In the 19th century the Church of Scotland thought it knew best for the Jews. It surveyed them and sent missionaries to prey on their weak and infirm, sick and elderly.

Although there was a whole world of hundreds of millions of people, it made the conversion and thus the destruction of the Jewish people a main pillar of the Church.

This text continues this tradition. It attacks the Jews for having suffered the Holocaust, claiming that the Jews manipulate Christians into feeling guilty. Furthermore it demands the Jews repent, and claims “they must be challenged to stop thinking of themselves as victims and special.”

This text will deeply shame the Church of Scotland. It is not the Church who should challenge, it is the Jews who should challenge the Church of Scotland to repent for its missionary work, to stop thinking it knows what is best for the Jews, and to stop meddling in Jewish lives.

It is not for the Church of Scotland to decide where the Jews may live, just as they claim that the Old Testament gives no exclusive right over the Land of Israel, so the New Testament does not give them the right to whisk the Jews away.
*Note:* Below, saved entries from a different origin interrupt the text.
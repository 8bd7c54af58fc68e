pub mod agent;
pub mod identifiable;

pub use agent::*;
pub use identifiable::*;
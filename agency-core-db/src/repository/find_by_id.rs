use async_trait::async_trait;
use uuid::Uuid;

use crate::models::identifiable::Identifiable;

/// Generic repository trait for loading an entity by its ID
///
/// # Example
/// ```ignore
/// impl FindById<AgentModel> for AgentRepositoryImpl {
///     async fn find_by_id(&self, id: Uuid) -> Result<Option<AgentModel>, Box<dyn Error + Send + Sync>> {
///         // Implementation
///     }
/// }
/// ```
#[async_trait]
pub trait FindById<T: Identifiable>: Send + Sync {
    /// Find an entity by its unique identifier
    ///
    /// # Returns
    /// * `Ok(Some(T))` - The found entity
    /// * `Ok(None)` - If the entity does not exist
    /// * `Err` - An error if the query could not be executed
    async fn find_by_id(&self, id: Uuid) -> Result<Option<T>, Box<dyn std::error::Error + Send + Sync>>;
}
This is not the time of the Crusades; no church has a right to tell the Jews where they may live. Like any member of the Church of Scotland, any Jew has a right to live in peace where he or she pleases. He may think himself special like any person, and she may think herself a victim of the Holocaust if she likes.

Jews were restored to the land, irrespective of the Church of Scotland. The church owes the Jewish people an apology for this incendiary text that is more fitting to the 13th century than to this one. Jewish groups, Church of Scotland members and others must join together to oppose and repudiate this vicious and defamatory text.